“If someone cheated in the election, which the Democrats did, why wouldn’t the election be immediately called off? How can a country be run like this? ” M. Trump tweeted on Wednesday, without any proof.
The social media post was retweeted by the Chinese Embassy – and the moment was captured by a Reuters reporter who posted an image of the retweet on his Twitter account and wrote: “Interesting retweet.”
The Chinese Embassy claimed it was hacked and did not retweet anything on Wednesday.
He tweeted: “The Chinese Embassy Twitter account was hacked this afternoon and we condemn such an act. For clarification, the embassy did not retweet on December 9. ”
Twitter had tagged Mr. Trump’s tweet as saying, “This allegation of electoral fraud is disputed. ”
The Chinese Embassy’s Twitter account was hacked this afternoon and we condemn such an act. For clarification, the embassy did not retweet on December 9.

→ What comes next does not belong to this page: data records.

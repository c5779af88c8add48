//! Flutter bridge surface for the GraceCHMS shell.

pub mod api;
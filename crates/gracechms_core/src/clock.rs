//! Time source seam.
//!
//! Views and the store ask a [`Clock`] for "now" so calendar-sensitive
//! projections can be evaluated against a fixed moment in tests.

use chrono::{DateTime, FixedOffset, Local};
use std::sync::Arc;

pub trait Clock {
    /// Current moment in the viewer's local offset.
    fn now(&self) -> DateTime<FixedOffset>;
}

/// Shared handle passed to the store and application controller.
pub type SharedClock = Arc<dyn Clock + Send + Sync>;

/// Wall clock in the host's local timezone.
#[derive(Debug, Clone, Copy, Default)]
pub struct SystemClock;

impl Clock for SystemClock {
    fn now(&self) -> DateTime<FixedOffset> {
        Local::now().fixed_offset()
    }
}

/// Clock pinned to one moment.
#[derive(Debug, Clone, Copy)]
pub struct FixedClock(pub DateTime<FixedOffset>);

impl Clock for FixedClock {
    fn now(&self) -> DateTime<FixedOffset> {
        self.0
    }
}
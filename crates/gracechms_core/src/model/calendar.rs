//! Calendar predicates and display formatting.
//!
//! "Today" compares year, month and day-of-month in the viewer's offset; it
//! is not a rolling 24-hour window.

use chrono::{DateTime, FixedOffset, NaiveDateTime, TimeZone, Utc};

/// Returns whether `at` falls on the same local calendar date as `now`.
pub fn is_same_calendar_day(at: &DateTime<Utc>, now: &DateTime<FixedOffset>) -> bool {
    at.with_timezone(now.offset()).date_naive() == now.date_naive()
}

/// Full local date and time, e.g. `2026-10-15 09:30`.
pub fn format_local_datetime(at: &DateTime<Utc>, now: &DateTime<FixedOffset>) -> String {
    at.with_timezone(now.offset())
        .format("%Y-%m-%d %H:%M")
        .to_string()
}

/// Local time of day, e.g. `09:30:05`.
pub fn format_local_time(at: &DateTime<Utc>, now: &DateTime<FixedOffset>) -> String {
    at.with_timezone(now.offset()).format("%H:%M:%S").to_string()
}

/// Short weekday and day-of-month for date badges, e.g. `("Sun", "11")`.
pub fn weekday_badge(at: &DateTime<Utc>, now: &DateTime<FixedOffset>) -> (String, String) {
    let local = at.with_timezone(now.offset());
    (local.format("%a").to_string(), local.format("%-d").to_string())
}

/// Parses a form date in the viewer's offset.
///
/// Accepts `datetime-local` input (`YYYY-MM-DDTHH:MM[:SS]`) or a full
/// RFC 3339 timestamp. Returns `None` for blank or unparsable input.
pub fn parse_local_datetime(input: &str, now: &DateTime<FixedOffset>) -> Option<DateTime<Utc>> {
    let trimmed = input.trim();
    if trimmed.is_empty() {
        return None;
    }
    if let Ok(parsed) = DateTime::parse_from_rfc3339(trimmed) {
        return Some(parsed.with_timezone(&Utc));
    }
    let naive = NaiveDateTime::parse_from_str(trimmed, "%Y-%m-%dT%H:%M")
        .or_else(|_| NaiveDateTime::parse_from_str(trimmed, "%Y-%m-%dT%H:%M:%S"))
        .ok()?;
    now.offset()
        .from_local_datetime(&naive)
        .single()
        .map(|local| local.with_timezone(&Utc))
}
//! Reference-page content source.
//!
//! # Responsibility
//! - Fetch named markup fragments that are not rendered from the store.
//! - Report "not found" and "fetch failed" as distinct, non-fatal outcomes.
//!
//! # Invariants
//! - Loaders never panic; every failure maps to a [`ReferenceError`].
//! - Names are plain page names; anything that could escape the content root
//!   is reported as not found.

use log::{debug, warn};
use once_cell::sync::Lazy;
use regex::Regex;
use std::error::Error;
use std::fmt::{Display, Formatter};
use std::io::ErrorKind;
use std::path::PathBuf;

static BODY_RE: Lazy<Regex> =
    Lazy::new(|| Regex::new(r"(?is)<body[^>]*>(.*)</body>").expect("valid body regex"));

#[derive(Debug)]
pub enum ReferenceError {
    NotFound(String),
    Fetch { name: String, message: String },
}

impl Display for ReferenceError {
    fn fmt(&self, f: &mut Formatter<'_>) -> std::fmt::Result {
        match self {
            Self::NotFound(name) => write!(f, "reference page not found: {name}"),
            Self::Fetch { name, message } => {
                write!(f, "failed to load reference page `{name}`: {message}")
            }
        }
    }
}

impl Error for ReferenceError {}

impl ReferenceError {
    /// User-visible placeholder for this failure.
    pub fn placeholder(&self) -> String {
        match self {
            Self::NotFound(name) => format!("Reference page {name} not found."),
            Self::Fetch { name, .. } => format!("Unable to load reference page {name}."),
        }
    }
}

/// Content source keyed by page name.
pub trait ReferenceLoader {
    fn load(&self, name: &str) -> Result<String, ReferenceError>;
}

/// Loads `<root>/<name>.html` and returns the inner markup of its `<body>`,
/// or the whole file when it has no body element.
#[derive(Debug, Clone)]
pub struct DirectoryReferenceLoader {
    root: PathBuf,
}

impl DirectoryReferenceLoader {
    pub fn new(root: impl Into<PathBuf>) -> Self {
        Self { root: root.into() }
    }
}

impl ReferenceLoader for DirectoryReferenceLoader {
    fn load(&self, name: &str) -> Result<String, ReferenceError> {
        if !is_plain_name(name) {
            warn!("event=reference_load module=reference status=rejected reason=invalid_name");
            return Err(ReferenceError::NotFound(name.to_string()));
        }

        let path = self.root.join(format!("{name}.html"));
        match std::fs::read_to_string(&path) {
            Ok(text) => {
                debug!(
                    "event=reference_load module=reference status=ok name={name} bytes={}",
                    text.len()
                );
                Ok(extract_body(&text))
            }
            Err(err) if err.kind() == ErrorKind::NotFound => {
                Err(ReferenceError::NotFound(name.to_string()))
            }
            Err(err) => Err(ReferenceError::Fetch {
                name: name.to_string(),
                message: err.to_string(),
            }),
        }
    }
}

/// Returns the inner markup of `<body>` when present, otherwise `html`.
pub fn extract_body(html: &str) -> String {
    BODY_RE
        .captures(html)
        .and_then(|caps| caps.get(1))
        .map(|body| body.as_str().trim().to_string())
        .unwrap_or_else(|| html.to_string())
}

fn is_plain_name(name: &str) -> bool {
    !name.is_empty()
        && !name.contains("..")
        && !name.contains(['/', '\\'])
        && !name.starts_with('.')
}
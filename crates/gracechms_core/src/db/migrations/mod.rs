//! Schema migrations for the key-value store.
//!
//! # Invariants
//! - `version` values must remain monotonic.
//! - Applied migration version is mirrored to `PRAGMA user_version`.
//! - All pending steps commit together or not at all.

use crate::db::{DbError, DbResult};
use log::{error, info};
use rusqlite::Connection;

#[derive(Debug, Clone, Copy)]
struct Migration {
    version: u32,
    name: &'static str,
    sql: &'static str,
}

const MIGRATIONS: &[Migration] = &[Migration {
    version: 1,
    name: "kv_entries",
    sql: include_str!("0001_kv_entries.sql"),
}];

/// Returns the latest migration version known by this binary.
pub fn latest_version() -> u32 {
    MIGRATIONS.last().map_or(0, |migration| migration.version)
}

/// Applies all pending migrations on the provided connection.
///
/// Returns the number of migrations applied (zero when already current).
pub fn apply_migrations(conn: &mut Connection) -> DbResult<usize> {
    apply_steps(conn, MIGRATIONS)
}

fn apply_steps(conn: &mut Connection, steps: &[Migration]) -> DbResult<usize> {
    let current_version = current_user_version(conn)?;
    let latest = steps.last().map_or(0, |migration| migration.version);

    if current_version > latest {
        return Err(DbError::SchemaTooNew {
            found: current_version,
            supported: latest,
        });
    }

    let pending: Vec<&Migration> = steps
        .iter()
        .filter(|migration| migration.version > current_version)
        .collect();
    if pending.is_empty() {
        return Ok(0);
    }

    let tx = conn.transaction()?;
    for migration in &pending {
        let step = format!(
            "{}\nPRAGMA user_version = {};",
            migration.sql, migration.version
        );
        if let Err(source) = tx.execute_batch(&step) {
            error!(
                "event=db_migrate module=db status=error version={} name={} error={}",
                migration.version, migration.name, source
            );
            return Err(DbError::Migration {
                version: migration.version,
                name: migration.name,
                source,
            });
        }
        info!(
            "event=db_migrate module=db status=ok version={} name={}",
            migration.version, migration.name
        );
    }
    tx.commit()?;

    Ok(pending.len())
}

fn current_user_version(conn: &Connection) -> DbResult<u32> {
    let version = conn.query_row("PRAGMA user_version;", [], |row| row.get::<_, u32>(0))?;
    Ok(version)
}
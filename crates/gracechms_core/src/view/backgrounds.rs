//! Background check status per member.

use crate::model::records::{find_member, BackgroundCheck, Member};
use crate::router::ViewId;
use crate::view::{Block, ListItem, RenderContext, Screen};

pub fn render(ctx: &RenderContext<'_>) -> Screen {
    let checks = ctx.store.get::<BackgroundCheck>();
    let members = ctx.store.get::<Member>();
    let items = checks
        .iter()
        .map(|check| {
            let name = find_member(&members, &check.member_id)
                .map(Member::full_name)
                .unwrap_or_else(|| "Unknown".to_string());
            ListItem::new(&check.id, name).subtitle(format!("Status: {}", check.status))
        })
        .collect();

    Screen::new(ViewId::Backgrounds, "Background Checks").block(Block::list("background-list", items))
}
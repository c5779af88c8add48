//! Key-value persistence contracts and implementations.
//!
//! # Responsibility
//! - Persist one opaque string value per storage key.
//! - Keep SQL details inside the persistence boundary.
//!
//! # Invariants
//! - `set_raw` overwrites unconditionally (last writer wins).
//! - `get_raw` returns `None` only when the key was never written.

use crate::db::DbError;
use rusqlite::{params, Connection, OptionalExtension};
use std::collections::BTreeMap;
use std::error::Error;
use std::fmt::{Display, Formatter};
use std::sync::atomic::{AtomicUsize, Ordering};
use std::sync::{Arc, Mutex, MutexGuard};

pub type RepoResult<T> = Result<T, RepoError>;

/// Repository error for key-value persistence.
#[derive(Debug)]
pub enum RepoError {
    Db(DbError),
}

impl Display for RepoError {
    fn fmt(&self, f: &mut Formatter<'_>) -> std::fmt::Result {
        match self {
            Self::Db(err) => write!(f, "{err}"),
        }
    }
}

impl Error for RepoError {
    fn source(&self) -> Option<&(dyn Error + 'static)> {
        match self {
            Self::Db(err) => Some(err),
        }
    }
}

impl From<DbError> for RepoError {
    fn from(value: DbError) -> Self {
        Self::Db(value)
    }
}

impl From<rusqlite::Error> for RepoError {
    fn from(value: rusqlite::Error) -> Self {
        Self::Db(DbError::Sqlite(value))
    }
}

/// Raw storage contract behind the typed store.
pub trait KvRepository {
    fn get_raw(&self, key: &str) -> RepoResult<Option<String>>;
    fn set_raw(&self, key: &str, value: &str) -> RepoResult<()>;
}

/// SQLite-backed durable repository over the `kv_entries` table.
pub struct SqliteKvRepository {
    conn: Connection,
}

impl SqliteKvRepository {
    /// Wraps a connection returned by `open_db`/`open_db_in_memory`.
    pub fn new(conn: Connection) -> Self {
        Self { conn }
    }
}

impl KvRepository for SqliteKvRepository {
    fn get_raw(&self, key: &str) -> RepoResult<Option<String>> {
        let value = self
            .conn
            .query_row(
                "SELECT value FROM kv_entries WHERE key = ?1;",
                [key],
                |row| row.get::<_, String>(0),
            )
            .optional()?;
        Ok(value)
    }

    fn set_raw(&self, key: &str, value: &str) -> RepoResult<()> {
        self.conn.execute(
            "INSERT INTO kv_entries (key, value) VALUES (?1, ?2)
             ON CONFLICT(key) DO UPDATE SET
                value = excluded.value,
                updated_at = (strftime('%s', 'now') * 1000);",
            params![key, value],
        )?;
        Ok(())
    }
}

/// Volatile repository for tests and hosts without durable storage.
///
/// Clones share the same entries, so a second store built over a clone
/// observes what the first one wrote (the same way a reloaded page sees its
/// earlier writes). Writes are counted so callers can assert that reads
/// never persist twice.
#[derive(Debug, Clone, Default)]
pub struct MemoryKvRepository {
    inner: Arc<MemoryEntries>,
}

#[derive(Debug, Default)]
struct MemoryEntries {
    entries: Mutex<BTreeMap<String, String>>,
    writes: AtomicUsize,
}

impl MemoryKvRepository {
    pub fn new() -> Self {
        Self::default()
    }

    /// Number of `set_raw` calls observed so far across all clones.
    pub fn write_count(&self) -> usize {
        self.inner.writes.load(Ordering::SeqCst)
    }

    fn entries(&self) -> MutexGuard<'_, BTreeMap<String, String>> {
        // A poisoned map still holds the last complete write.
        self.inner
            .entries
            .lock()
            .unwrap_or_else(|poisoned| poisoned.into_inner())
    }
}

impl KvRepository for MemoryKvRepository {
    fn get_raw(&self, key: &str) -> RepoResult<Option<String>> {
        Ok(self.entries().get(key).cloned())
    }

    fn set_raw(&self, key: &str, value: &str) -> RepoResult<()> {
        self.entries().insert(key.to_string(), value.to_string());
        self.inner.writes.fetch_add(1, Ordering::SeqCst);
        Ok(())
    }
}
use gracechms_core::db::migrations::{apply_migrations, latest_version};
use gracechms_core::db::{open_db, open_db_in_memory, DbError};
use rusqlite::Connection;

#[test]
fn open_db_in_memory_applies_all_migrations() {
    let conn = open_db_in_memory().unwrap();

    assert_eq!(schema_version(&conn), latest_version());
    assert_table_exists(&conn, "kv_entries");
}

#[test]
fn rerunning_migrations_on_current_schema_applies_nothing() {
    let mut conn = open_db_in_memory().unwrap();

    let applied = apply_migrations(&mut conn).unwrap();
    assert_eq!(applied, 0);
    assert_eq!(schema_version(&conn), latest_version());
}

#[test]
fn persisted_values_survive_reopen() {
    let dir = tempfile::tempdir().unwrap();
    let path = dir.path().join("gracechms.db");

    let conn = open_db(&path).unwrap();
    conn.execute(
        "INSERT INTO kv_entries (key, value) VALUES (?1, ?2);",
        ["gc_members_v1", "[]"],
    )
    .unwrap();
    drop(conn);

    let reopened = open_db(&path).unwrap();
    let value: String = reopened
        .query_row(
            "SELECT value FROM kv_entries WHERE key = ?1;",
            ["gc_members_v1"],
            |row| row.get(0),
        )
        .unwrap();
    assert_eq!(value, "[]");
}

#[test]
fn opening_same_database_twice_is_idempotent() {
    let dir = tempfile::tempdir().unwrap();
    let path = dir.path().join("gracechms.db");

    let conn_first = open_db(&path).unwrap();
    assert_eq!(schema_version(&conn_first), latest_version());
    drop(conn_first);

    let conn_second = open_db(&path).unwrap();
    assert_eq!(schema_version(&conn_second), latest_version());
    assert_table_exists(&conn_second, "kv_entries");
}

#[test]
fn opening_database_with_newer_schema_version_returns_error() {
    let dir = tempfile::tempdir().unwrap();
    let path = dir.path().join("future.db");

    let conn = Connection::open(&path).unwrap();
    conn.execute_batch("PRAGMA user_version = 999;").unwrap();
    drop(conn);

    let err = open_db(&path).unwrap_err();
    match err {
        DbError::SchemaTooNew { found, supported } => {
            assert_eq!(found, 999);
            assert_eq!(supported, latest_version());
        }
        other => panic!("unexpected error: {other}"),
    }

    let untouched = Connection::open(&path).unwrap();
    assert_eq!(schema_version(&untouched), 999);
}

#[test]
fn non_database_file_reports_open_failure_with_path() {
    let dir = tempfile::tempdir().unwrap();
    let path = dir.path().join("notes.db");
    std::fs::write(&path, vec![b'x'; 4096]).unwrap();

    let err = open_db(&path).unwrap_err();
    match &err {
        DbError::Open { target, .. } => assert_eq!(target, &path.display().to_string()),
        other => panic!("unexpected error: {other}"),
    }
    assert!(err.to_string().contains("notes.db"));
    assert!(std::error::Error::source(&err).is_some());
}

fn schema_version(conn: &Connection) -> u32 {
    conn.query_row("PRAGMA user_version;", [], |row| row.get(0))
        .unwrap()
}

fn assert_table_exists(conn: &Connection, table_name: &str) {
    let exists: i64 = conn
        .query_row(
            "SELECT EXISTS(
                SELECT 1
                FROM sqlite_master
                WHERE type = 'table' AND name = ?1
            );",
            [table_name],
            |row| row.get(0),
        )
        .unwrap();
    assert_eq!(exists, 1, "table {table_name} does not exist");
}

– Chinese Embassy in the United States (@ChineseEmbinUS) December 10, 2020
Mr. Trump has consistently made allegations of electoral and electoral fraud without offering any evidence – claims that have been repeatedly rejected by state and federal authorities.
In his latest legal effort to overturn the election, the president and the 17 states that supported him threw their weight behind a Texas lawsuit against the states of Michigan, Georgia, Pennsylvania and Wisconsin.
The president is asking the Supreme Court to prevent those states from participating in the all-important electoral college vote on Monday.
Election law experts said the Texas trial was unlikely to be successful and lacked legal basis.
The dispute over the retweet also comes just days after China criticized the United States for sanctions against Chinese officials for their actions in Hong Kong.
The Chinese Foreign Ministry summoned America’s top diplomat to China to express “strong indignation and condemnation” and pledged to take “reciprocal” action.
On Monday, the United States imposed financial sanctions and a travel ban on 14 Chinese officials for their role in passing a national security law in Hong Kong and Beijing’s disqualification last month of elected officials from the opposition to Hong Kong.
China has been accused of violating the “one country, two systems” pledge to maintain greater political and economic freedoms, made when the United Kingdom surrendered the territory in 1997.
Many around the world believe the territory is controversial new security law violate Hong Kong’s traditional freedoms, including a free press, an independent judiciary and the right to protest.
Beijing insists that Hong Kong’s freedoms will be protected and that the law is needed to restore order in the city.